*** Opening Data records ***
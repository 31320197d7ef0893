use std::collections::HashMap;
use std::path::PathBuf;
use std::sync::Arc;

use futures::channel::oneshot;
use image::RgbaImage;
use log::{debug, warn};
use parking_lot::RwLock;
use thiserror::Error;
use uuid::Uuid;

use crate::id_generator::ElementId;
use crate::state::DesignState;

pub const BLOB_PREFIX: &str = "blob:";
const FILE_URL_PREFIX: &str = "file://";

#[derive(Debug, Error)]
pub enum ImageLoadError {
    #[error("Failed to read {reference}: {source}")]
    Fetch {
        reference: String,
        #[source]
        source: std::io::Error,
    },
    #[error("No blob registered for {0}")]
    UnknownBlob(String),
    #[error("Failed to decode image: {0}")]
    Decode(#[from] image::ImageError),
    #[error("Image load was cancelled")]
    Cancelled,
}

pub type LoadResult = Result<RgbaImage, ImageLoadError>;

/// Resolves an image reference to encoded bytes
pub trait ImageSource: Send + Sync {
    fn handles(&self, _reference: &str) -> bool {
        true
    }

    fn fetch(&self, reference: &str) -> Result<Vec<u8>, ImageLoadError>;
}

/// Filesystem paths and `file://` URLs; relative paths resolve against `root`
#[derive(Debug, Clone, Default)]
pub struct FsImageSource {
    root: Option<PathBuf>,
}

impl FsImageSource {
    pub fn new() -> Self {
        Self::default()
    }

    pub fn with_root(root: impl Into<PathBuf>) -> Self {
        Self {
            root: Some(root.into()),
        }
    }

    fn resolve(&self, reference: &str) -> PathBuf {
        let path = PathBuf::from(reference.strip_prefix(FILE_URL_PREFIX).unwrap_or(reference));
        match &self.root {
            Some(root) if path.is_relative() => root.join(path),
            _ => path,
        }
    }
}

impl ImageSource for FsImageSource {
    fn handles(&self, reference: &str) -> bool {
        !reference.starts_with(BLOB_PREFIX)
    }

    fn fetch(&self, reference: &str) -> Result<Vec<u8>, ImageLoadError> {
        std::fs::read(self.resolve(reference)).map_err(|source| ImageLoadError::Fetch {
            reference: reference.to_owned(),
            source,
        })
    }
}

/// In-memory bytes for uploads and dropped files, addressed as `blob:<uuid>`
#[derive(Debug, Clone, Default)]
pub struct BlobStore {
    blobs: Arc<RwLock<HashMap<Uuid, Arc<Vec<u8>>>>>,
}

impl BlobStore {
    pub fn new() -> Self {
        Self::default()
    }

    /// Store `bytes` and return the reference to put in an element
    pub fn register(&self, bytes: Vec<u8>) -> String {
        let key = Uuid::new_v4();
        self.blobs.write().insert(key, Arc::new(bytes));
        format!("{BLOB_PREFIX}{key}")
    }

    pub fn remove(&self, reference: &str) -> bool {
        parse_blob(reference).is_some_and(|key| self.blobs.write().remove(&key).is_some())
    }

    pub fn len(&self) -> usize {
        self.blobs.read().len()
    }

    pub fn is_empty(&self) -> bool {
        self.blobs.read().is_empty()
    }
}

fn parse_blob(reference: &str) -> Option<Uuid> {
    reference
        .strip_prefix(BLOB_PREFIX)
        .and_then(|key| Uuid::parse_str(key).ok())
}

impl ImageSource for BlobStore {
    fn handles(&self, reference: &str) -> bool {
        reference.starts_with(BLOB_PREFIX)
    }

    fn fetch(&self, reference: &str) -> Result<Vec<u8>, ImageLoadError> {
        parse_blob(reference)
            .and_then(|key| self.blobs.read().get(&key).cloned())
            .map(|bytes| Vec::clone(&bytes))
            .ok_or_else(|| ImageLoadError::UnknownBlob(reference.to_owned()))
    }
}

/// Tries each source that claims the reference, in order
#[derive(Clone, Default)]
pub struct ChainedSource {
    sources: Vec<Arc<dyn ImageSource>>,
}

impl ChainedSource {
    pub fn new() -> Self {
        Self::default()
    }

    pub fn with(mut self, source: impl ImageSource + 'static) -> Self {
        self.sources.push(Arc::new(source));
        self
    }
}

impl ImageSource for ChainedSource {
    fn handles(&self, reference: &str) -> bool {
        self.sources.iter().any(|source| source.handles(reference))
    }

    fn fetch(&self, reference: &str) -> Result<Vec<u8>, ImageLoadError> {
        let mut last_error = None;
        for source in self.sources.iter().filter(|source| source.handles(reference)) {
            match source.fetch(reference) {
                Ok(bytes) => return Ok(bytes),
                Err(err) => last_error = Some(err),
            }
        }
        Err(last_error.unwrap_or_else(|| ImageLoadError::UnknownBlob(reference.to_owned())))
    }
}

fn fetch_and_decode(source: &dyn ImageSource, reference: &str) -> LoadResult {
    let bytes = source.fetch(reference)?;
    Ok(image::load_from_memory(&bytes)?.to_rgba8())
}

/// Runs fetch + decode off the UI thread; one oneshot per request
#[derive(Clone)]
pub struct ImageLoader {
    source: Arc<dyn ImageSource>,
}

impl ImageLoader {
    pub fn new(source: impl ImageSource + 'static) -> Self {
        Self {
            source: Arc::new(source),
        }
    }

    /// Dropping the returned receiver cancels the load
    pub fn load(&self, reference: String) -> oneshot::Receiver<LoadResult> {
        let (sender, receiver) = oneshot::channel();
        let source = Arc::clone(&self.source);
        let job = move || {
            if sender.is_canceled() {
                return;
            }
            let result = fetch_and_decode(source.as_ref(), &reference);
            // The receiver may be gone; that is a cancellation
            let _ = sender.send(result);
        };

        #[cfg(not(target_arch = "wasm32"))]
        if let Err(err) = std::thread::Builder::new()
            .name("image-loader".to_owned())
            .spawn(job)
        {
            warn!("Failed to spawn image loader thread: {err}");
        }

        #[cfg(target_arch = "wasm32")]
        wasm_bindgen_futures::spawn_local(async move { job() });

        receiver
    }
}

#[derive(Debug, Clone, Copy, PartialEq, Eq)]
pub enum ImageStatus {
    Loading,
    Ready,
    Failed,
}

struct ImageEntry {
    reference: String,
    status: ImageStatus,
    pending: Option<oneshot::Receiver<LoadResult>>,
    bitmap: Option<Arc<RgbaImage>>,
    version: u64,
}

/// Tracks one bitmap load per image element
pub struct ImageStore {
    loader: ImageLoader,
    entries: HashMap<ElementId, ImageEntry>,
}

impl ImageStore {
    pub fn new(loader: ImageLoader) -> Self {
        Self {
            loader,
            entries: HashMap::new(),
        }
    }

    /// Start loads for new image elements, cancel loads for removed ones
    pub fn sync(&mut self, design: &DesignState) {
        self.entries.retain(|id, _| {
            let keep = design.contains(*id);
            if !keep {
                debug!("Cancelling image load for removed {id}");
            }
            keep
        });

        for (_, element) in design.iter_all().filter(|(_, e)| e.is_image()) {
            let id = element.id();
            let reference = element.content();
            match self.entries.get_mut(&id) {
                Some(entry) if entry.reference == reference => {}
                Some(entry) => {
                    debug!("Reference of {id} changed, reloading");
                    entry.reference = reference.to_owned();
                    entry.status = ImageStatus::Loading;
                    entry.pending = Some(self.loader.load(reference.to_owned()));
                }
                None => {
                    debug!("Loading image {reference} for {id}");
                    self.entries.insert(
                        id,
                        ImageEntry {
                            reference: reference.to_owned(),
                            status: ImageStatus::Loading,
                            pending: Some(self.loader.load(reference.to_owned())),
                            bitmap: None,
                            version: 0,
                        },
                    );
                }
            }
        }
    }

    /// Apply finished loads whose element still exists. Returns how many were applied.
    pub fn poll(&mut self, design: &DesignState) -> usize {
        let mut applied = 0;
        let mut orphaned = Vec::new();

        for (id, entry) in self.entries.iter_mut() {
            let Some(receiver) = entry.pending.as_mut() else {
                continue;
            };
            let outcome = match receiver.try_recv() {
                Ok(None) => continue,
                Ok(Some(result)) => result,
                Err(oneshot::Canceled) => Err(ImageLoadError::Cancelled),
            };
            entry.pending = None;

            if !design.contains(*id) {
                debug!("Discarding image result for deleted {id}");
                orphaned.push(*id);
                continue;
            }

            match outcome {
                Ok(bitmap) => {
                    debug!("Image for {id} ready ({}x{})", bitmap.width(), bitmap.height());
                    entry.bitmap = Some(Arc::new(bitmap));
                    entry.version += 1;
                    entry.status = ImageStatus::Ready;
                    applied += 1;
                }
                Err(err) => {
                    warn!("Image {} for {id} failed: {err}", entry.reference);
                    entry.status = ImageStatus::Failed;
                }
            }
        }

        for id in orphaned {
            self.entries.remove(&id);
        }
        applied
    }

    pub fn status(&self, id: ElementId) -> Option<ImageStatus> {
        self.entries.get(&id).map(|entry| entry.status)
    }

    pub fn bitmap(&self, id: ElementId) -> Option<&RgbaImage> {
        self.entries.get(&id)?.bitmap.as_deref()
    }

    /// Bumped each time a new bitmap is applied; part of the texture key
    pub fn bitmap_version(&self, id: ElementId) -> u64 {
        self.entries.get(&id).map_or(0, |entry| entry.version)
    }

    pub fn has_pending(&self) -> bool {
        self.entries.values().any(|entry| entry.pending.is_some())
    }

    pub fn len(&self) -> usize {
        self.entries.len()
    }

    pub fn is_empty(&self) -> bool {
        self.entries.is_empty()
    }

    /// Poll until nothing is pending or `timeout` passes
    #[cfg(not(target_arch = "wasm32"))]
    pub fn wait_for_loads(&mut self, design: &DesignState, timeout: std::time::Duration) -> bool {
        let start = std::time::Instant::now();
        loop {
            self.poll(design);
            if !self.has_pending() {
                return true;
            }
            if start.elapsed() > timeout {
                return false;
            }
            std::thread::sleep(std::time::Duration::from_millis(5));
        }
    }
}

#[cfg(test)]
mod tests {
    use super::*;
    use std::io::Cursor;
    use std::time::Duration;

    fn png_bytes(width: u32, height: u32) -> Vec<u8> {
        let image = RgbaImage::from_pixel(width, height, image::Rgba([200, 10, 10, 255]));
        let mut bytes = Vec::new();
        image
            .write_to(&mut Cursor::new(&mut bytes), image::ImageFormat::Png)
            .unwrap();
        bytes
    }

    #[test]
    fn test_blob_round_trip() {
        let blobs = BlobStore::new();
        let reference = blobs.register(vec![1, 2, 3]);
        assert!(reference.starts_with(BLOB_PREFIX));
        assert_eq!(blobs.fetch(&reference).unwrap(), vec![1, 2, 3]);
        assert!(blobs.remove(&reference));
        assert!(matches!(blobs.fetch(&reference), Err(ImageLoadError::UnknownBlob(_))));
    }

    #[test]
    fn test_chained_source_routes_by_prefix() {
        let blobs = BlobStore::new();
        let reference = blobs.register(png_bytes(2, 2));
        let chain = ChainedSource::new().with(blobs).with(FsImageSource::new());

        assert!(chain.fetch(&reference).is_ok());
        assert!(matches!(
            chain.fetch("/definitely/missing.png"),
            Err(ImageLoadError::Fetch { .. })
        ));
    }

    #[test]
    fn test_load_applies_and_bumps_version() {
        let blobs = BlobStore::new();
        let reference = blobs.register(png_bytes(8, 4));
        let mut design = DesignState::new();
        let id = design.add_image(&reference);

        let mut store = ImageStore::new(ImageLoader::new(blobs));
        store.sync(&design);
        assert_eq!(store.status(id), Some(ImageStatus::Loading));
        assert!(store.wait_for_loads(&design, Duration::from_secs(5)));

        assert_eq!(store.status(id), Some(ImageStatus::Ready));
        assert_eq!(store.bitmap_version(id), 1);
        assert_eq!(store.bitmap(id).map(|b| b.dimensions()), Some((8, 4)));
    }

    #[test]
    fn test_decode_failure_marks_failed() {
        let blobs = BlobStore::new();
        let reference = blobs.register(b"not an image".to_vec());
        let mut design = DesignState::new();
        let id = design.add_image(&reference);

        let mut store = ImageStore::new(ImageLoader::new(blobs));
        store.sync(&design);
        assert!(store.wait_for_loads(&design, Duration::from_secs(5)));
        assert_eq!(store.status(id), Some(ImageStatus::Failed));
        assert!(store.bitmap(id).is_none());
    }

    #[test]
    fn test_late_result_for_deleted_element_is_ignored() {
        let blobs = BlobStore::new();
        let reference = blobs.register(png_bytes(4, 4));
        let mut design = DesignState::new();
        let id = design.add_image(&reference);

        let mut store = ImageStore::new(ImageLoader::new(blobs));
        store.sync(&design);
        design.delete_element(id);

        assert!(store.wait_for_loads(&design, Duration::from_secs(5)));
        assert!(store.bitmap(id).is_none());
        assert_eq!(store.bitmap_version(id), 0);
        assert!(store.is_empty());
    }

    #[test]
    fn test_sync_cancels_removed() {
        let blobs = BlobStore::new();
        let reference = blobs.register(png_bytes(4, 4));
        let mut design = DesignState::new();
        let id = design.add_image(&reference);

        let mut store = ImageStore::new(ImageLoader::new(blobs));
        store.sync(&design);
        design.delete_element(id);
        store.sync(&design);
        assert!(store.is_empty());
        assert!(!store.has_pending());
    }
}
*** Closing Data records ***
# [What needs to be done]
Reproduce, word for word and in full, only the lines above that start at the line with "fn resolve(&self, reference: &str)" and run through the line with "in an element", both ends included.

# [Written response]
    fn resolve(&self, reference: &str) -> PathBuf {
        let path = PathBuf::from(reference.strip_prefix(FILE_URL_PREFIX).unwrap_or(reference));
        match &self.root {
            Some(root) if path.is_relative() => root.join(path),
            _ => path,
        }
    }
}

impl ImageSource for FsImageSource {
    fn handles(&self, reference: &str) -> bool {
        !reference.starts_with(BLOB_PREFIX)
    }

    fn fetch(&self, reference: &str) -> Result<Vec<u8>, ImageLoadError> {
        std::fs::read(self.resolve(reference)).map_err(|source| ImageLoadError::Fetch {
            reference: reference.to_owned(),
            source,
        })
    }
}

/// In-memory bytes for uploads and dropped files, addressed as `blob:<uuid>`
#[derive(Debug, Clone, Default)]
pub struct BlobStore {
    blobs: Arc<RwLock<HashMap<Uuid, Arc<Vec<u8>>>>>,
}

impl BlobStore {
    pub fn new() -> Self {
        Self::default()
    }

    /// Store `bytes` and return the reference to put in an element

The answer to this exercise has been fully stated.